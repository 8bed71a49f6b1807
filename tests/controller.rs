mod common;

use async_trait::async_trait;
use bytes::Bytes;
use common::{BUCKET, Harness, jpeg};
use image_intake::{
    controller::{
        Applied, ControllerError, PipelineState, UploaderController,
        api::{InProcessPipeline, PipelineApi},
    },
    errors::{ErrorKind, PipelineError, PipelineResult},
    models::{
        crop::CropRectangle,
        target::{CommitReport, DerivationResult, DerivationTarget},
        temp_asset::PreparedUpload,
    },
};
use chrono::Utc;
use std::{
    sync::{Arc, Mutex},
    time::Duration,
};
use tokio::sync::Notify;

/// Scripted pipeline: prepare blocks until released, commit stores every
/// target except those whose image type is listed in `failing`.
#[derive(Default)]
struct FakePipeline {
    release: Notify,
    gate_prepare: bool,
    release_commit: Notify,
    gate_commit: bool,
    failing: Vec<String>,
    discarded: Mutex<Vec<String>>,
    commits: Mutex<usize>,
}

#[async_trait]
impl PipelineApi for FakePipeline {
    async fn prepare(&self, _file: Bytes, content_type: &str) -> PipelineResult<PreparedUpload> {
        if self.gate_prepare {
            self.release.notified().await;
        }
        if content_type != "image/png" {
            return Err(PipelineError::InvalidFileType(content_type.to_string()));
        }
        Ok(PreparedUpload {
            temp_key: "a".repeat(32),
            preview_url: "http://localhost/preview".into(),
            width: 100,
            height: 100,
        })
    }

    async fn commit(
        &self,
        _temp_key: &str,
        _crop: CropRectangle,
        targets: Vec<DerivationTarget>,
    ) -> PipelineResult<CommitReport> {
        *self.commits.lock().unwrap() += 1;
        if self.gate_commit {
            self.release_commit.notified().await;
        }
        Ok(targets
            .iter()
            .map(|t| {
                let image_type = t.image_type().to_string();
                let result = if self.failing.contains(&image_type) {
                    DerivationResult::Failed {
                        kind: ErrorKind::InvalidDimensions,
                    }
                } else {
                    DerivationResult::Stored {
                        url: format!("http://cdn/{}", t.destination_key.as_str()),
                    }
                };
                (image_type, result)
            })
            .collect())
    }

    async fn discard(&self, temp_key: &str) {
        self.discarded.lock().unwrap().push(temp_key.to_string());
    }
}

fn crop() -> CropRectangle {
    CropRectangle::new(0, 0, 100, 100)
}

#[tokio::test]
async fn single_uploader_walks_the_happy_path() {
    let api = Arc::new(FakePipeline::default());
    let controller =
        UploaderController::single(api.clone(), DerivationTarget::new("avatar-1/md", BUCKET, 64, 64));
    assert_eq!(controller.state(), PipelineState::Idle);

    controller
        .select_file(Bytes::from_static(b"png"), "image/png")
        .await
        .unwrap();
    assert_eq!(controller.state().name(), "cropping");

    let applied = controller.confirm_crop(crop()).await.unwrap();
    assert_eq!(
        applied,
        Applied::Primary {
            url: "http://cdn/avatar-1/md".into()
        }
    );
    assert_eq!(controller.state(), PipelineState::Idle);
    assert!(api.discarded.lock().unwrap().is_empty());
}

#[tokio::test]
async fn events_during_an_inflight_prepare_are_refused() {
    let api = Arc::new(FakePipeline {
        gate_prepare: true,
        ..FakePipeline::default()
    });
    let controller = Arc::new(UploaderController::single(
        api.clone(),
        DerivationTarget::new("avatar-1/md", BUCKET, 64, 64),
    ));

    let pending = {
        let controller = controller.clone();
        tokio::spawn(async move {
            controller
                .select_file(Bytes::from_static(b"png"), "image/png")
                .await
        })
    };
    while controller.state() != PipelineState::Preparing {
        tokio::task::yield_now().await;
    }

    let second = controller
        .select_file(Bytes::from_static(b"png"), "image/png")
        .await;
    assert_eq!(second, Err(ControllerError::Busy { state: "preparing" }));
    assert_eq!(
        controller.confirm_crop(crop()).await,
        Err(ControllerError::Busy { state: "preparing" })
    );
    assert!(!controller.cancel());

    api.release.notify_one();
    pending.await.unwrap().unwrap();
    assert_eq!(controller.state().name(), "cropping");
}

#[tokio::test]
async fn failed_prepare_returns_to_idle_with_a_readable_message() {
    let api = Arc::new(FakePipeline::default());
    let controller =
        UploaderController::single(api, DerivationTarget::new("avatar-1/md", BUCKET, 64, 64));

    let err = controller
        .select_file(Bytes::from_static(b"%PDF"), "application/pdf")
        .await
        .unwrap_err();
    assert_eq!(
        err,
        ControllerError::Pipeline {
            kind: ErrorKind::InvalidFileType,
            message: ErrorKind::InvalidFileType.user_message().into(),
        }
    );
    assert_eq!(controller.state(), PipelineState::Idle);
}

#[tokio::test]
async fn cancel_discards_the_staged_upload() {
    let api = Arc::new(FakePipeline::default());
    let controller =
        UploaderController::single(api.clone(), DerivationTarget::new("avatar-1/md", BUCKET, 64, 64));

    assert!(!controller.cancel());
    controller
        .select_file(Bytes::from_static(b"png"), "image/png")
        .await
        .unwrap();
    assert!(controller.cancel());
    assert_eq!(controller.state(), PipelineState::Idle);

    for _ in 0..100 {
        if !api.discarded.lock().unwrap().is_empty() {
            break;
        }
        tokio::time::sleep(Duration::from_millis(5)).await;
    }
    assert_eq!(*api.discarded.lock().unwrap(), vec!["a".repeat(32)]);
    assert_eq!(*api.commits.lock().unwrap(), 0);
}

#[tokio::test]
async fn confirm_without_a_file_is_an_invalid_transition() {
    let api = Arc::new(FakePipeline::default());
    let controller =
        UploaderController::single(api, DerivationTarget::new("avatar-1/md", BUCKET, 64, 64));
    assert!(matches!(
        controller.confirm_crop(crop()).await,
        Err(ControllerError::InvalidTransition { state: "idle", .. })
    ));
}

#[tokio::test]
async fn batch_uploader_distributes_urls_to_fields() {
    let api = Arc::new(FakePipeline {
        failing: vec!["lg".into()],
        ..FakePipeline::default()
    });
    let controller = UploaderController::batch(
        api,
        vec![
            ("thumbnail_url".into(), DerivationTarget::new("shoe-1/xs", BUCKET, 74, 74)),
            ("gallery_url".into(), DerivationTarget::new("shoe-1/sm", BUCKET, 300, 300)),
            ("zoom_url".into(), DerivationTarget::new("shoe-1/lg", BUCKET, 1200, 1200)),
        ],
    );

    controller
        .select_file(Bytes::from_static(b"png"), "image/png")
        .await
        .unwrap();
    let Applied::Fields { urls, failed } = controller.confirm_crop(crop()).await.unwrap() else {
        panic!("batch uploader applies fields");
    };

    assert_eq!(urls["thumbnail_url"], "http://cdn/shoe-1/xs");
    assert_eq!(urls["gallery_url"], "http://cdn/shoe-1/sm");
    assert_eq!(failed["zoom_url"], ErrorKind::InvalidDimensions);
    assert_eq!(controller.state(), PipelineState::Idle);
}

#[tokio::test]
async fn single_uploader_surfaces_a_failed_primary_target() {
    let api = Arc::new(FakePipeline {
        failing: vec!["md".into()],
        ..FakePipeline::default()
    });
    let controller =
        UploaderController::single(api, DerivationTarget::new("avatar-1/md", BUCKET, 64, 64));

    controller
        .select_file(Bytes::from_static(b"png"), "image/png")
        .await
        .unwrap();
    let err = controller.confirm_crop(crop()).await.unwrap_err();
    assert!(matches!(
        err,
        ControllerError::Pipeline {
            kind: ErrorKind::InvalidDimensions,
            ..
        }
    ));
    assert_eq!(controller.state(), PipelineState::Idle);
}

#[tokio::test]
async fn in_process_pipeline_drives_real_services() {
    let h = Harness::new().await;
    let api = Arc::new(InProcessPipeline::from(&h.state));
    let controller =
        UploaderController::single(api, DerivationTarget::new("hero-3/banner", BUCKET, 320, 90));

    let prepared = controller
        .select_file(Bytes::from(jpeg(1600, 900)), "image/jpeg")
        .await
        .unwrap();
    assert_eq!((prepared.width, prepared.height), (1600, 900));

    let applied = controller
        .confirm_crop(CropRectangle::new(0, 225, 1600, 450))
        .await
        .unwrap();
    assert_eq!(
        applied,
        Applied::Primary {
            url: "http://localhost:3000/assets/product-images/hero-3/banner".into()
        }
    );
    let (_, banner) = h.stored_image("hero-3/banner").await;
    assert_eq!((banner.width(), banner.height()), (320, 90));
}

async fn wait_for(controller: &UploaderController, name: &str) {
    while controller.state().name() != name {
        tokio::task::yield_now().await;
    }
}

#[tokio::test]
async fn events_during_an_inflight_commit_are_refused() {
    let api = Arc::new(FakePipeline {
        gate_commit: true,
        ..FakePipeline::default()
    });
    let controller = Arc::new(UploaderController::single(
        api.clone(),
        DerivationTarget::new("avatar-1/md", BUCKET, 64, 64),
    ));
    controller
        .select_file(Bytes::from_static(b"png"), "image/png")
        .await
        .unwrap();

    let pending = {
        let controller = controller.clone();
        tokio::spawn(async move { controller.confirm_crop(crop()).await })
    };
    wait_for(&controller, "committing").await;

    assert_eq!(
        controller
            .select_file(Bytes::from_static(b"png"), "image/png")
            .await,
        Err(ControllerError::Busy { state: "committing" })
    );
    assert_eq!(
        controller.confirm_crop(crop()).await,
        Err(ControllerError::Busy { state: "committing" })
    );
    assert!(!controller.cancel());
    assert_eq!(*api.commits.lock().unwrap(), 1);

    api.release_commit.notify_one();
    assert!(pending.await.unwrap().is_ok());
    assert_eq!(controller.state(), PipelineState::Idle);
}

#[tokio::test]
async fn abandoned_requests_return_the_widget_to_idle() {
    let api = Arc::new(FakePipeline {
        gate_prepare: true,
        gate_commit: true,
        ..FakePipeline::default()
    });
    let controller = Arc::new(UploaderController::single(
        api.clone(),
        DerivationTarget::new("avatar-1/md", BUCKET, 64, 64),
    ));

    let preparing = {
        let controller = controller.clone();
        tokio::spawn(async move {
            controller
                .select_file(Bytes::from_static(b"png"), "image/png")
                .await
        })
    };
    wait_for(&controller, "preparing").await;
    preparing.abort();
    assert!(preparing.await.unwrap_err().is_cancelled());
    assert_eq!(controller.state(), PipelineState::Idle);

    // the widget is usable again
    let selecting = {
        let controller = controller.clone();
        tokio::spawn(async move {
            controller
                .select_file(Bytes::from_static(b"png"), "image/png")
                .await
        })
    };
    wait_for(&controller, "preparing").await;
    api.release.notify_one();
    selecting.await.unwrap().unwrap();

    let committing = {
        let controller = controller.clone();
        tokio::spawn(async move { controller.confirm_crop(crop()).await })
    };
    wait_for(&controller, "committing").await;
    committing.abort();
    assert!(committing.await.unwrap_err().is_cancelled());
    assert_eq!(controller.state(), PipelineState::Idle);
}

#[tokio::test]
async fn commit_rejected_before_claim_discards_the_upload() {
    let h = Harness::new().await;
    let api = Arc::new(InProcessPipeline::from(&h.state));
    let controller = UploaderController::batch(
        api,
        vec![
            ("front_url".into(), DerivationTarget::new("front/sm", BUCKET, 64, 64)),
            ("back_url".into(), DerivationTarget::new("back/sm", BUCKET, 64, 64)),
        ],
    );

    let prepared = controller
        .select_file(Bytes::from(jpeg(200, 200)), "image/jpeg")
        .await
        .unwrap();
    let err = controller
        .confirm_crop(CropRectangle::new(0, 0, 200, 200))
        .await
        .unwrap_err();

    assert!(matches!(
        err,
        ControllerError::Pipeline {
            kind: ErrorKind::MalformedRequest,
            ..
        }
    ));
    assert_eq!(controller.state(), PipelineState::Idle);
    assert!(
        h.state
            .temp_store
            .lookup(&prepared.temp_key, Utc::now())
            .await
            .unwrap()
            .is_none()
    );
}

ABOUT THIS EXERCISE:
Read through the material above, and whenever a line contains "notified", copy it.

OUTPUT BELOW:
            self.release.notified().await;
            self.release_commit.notified().await;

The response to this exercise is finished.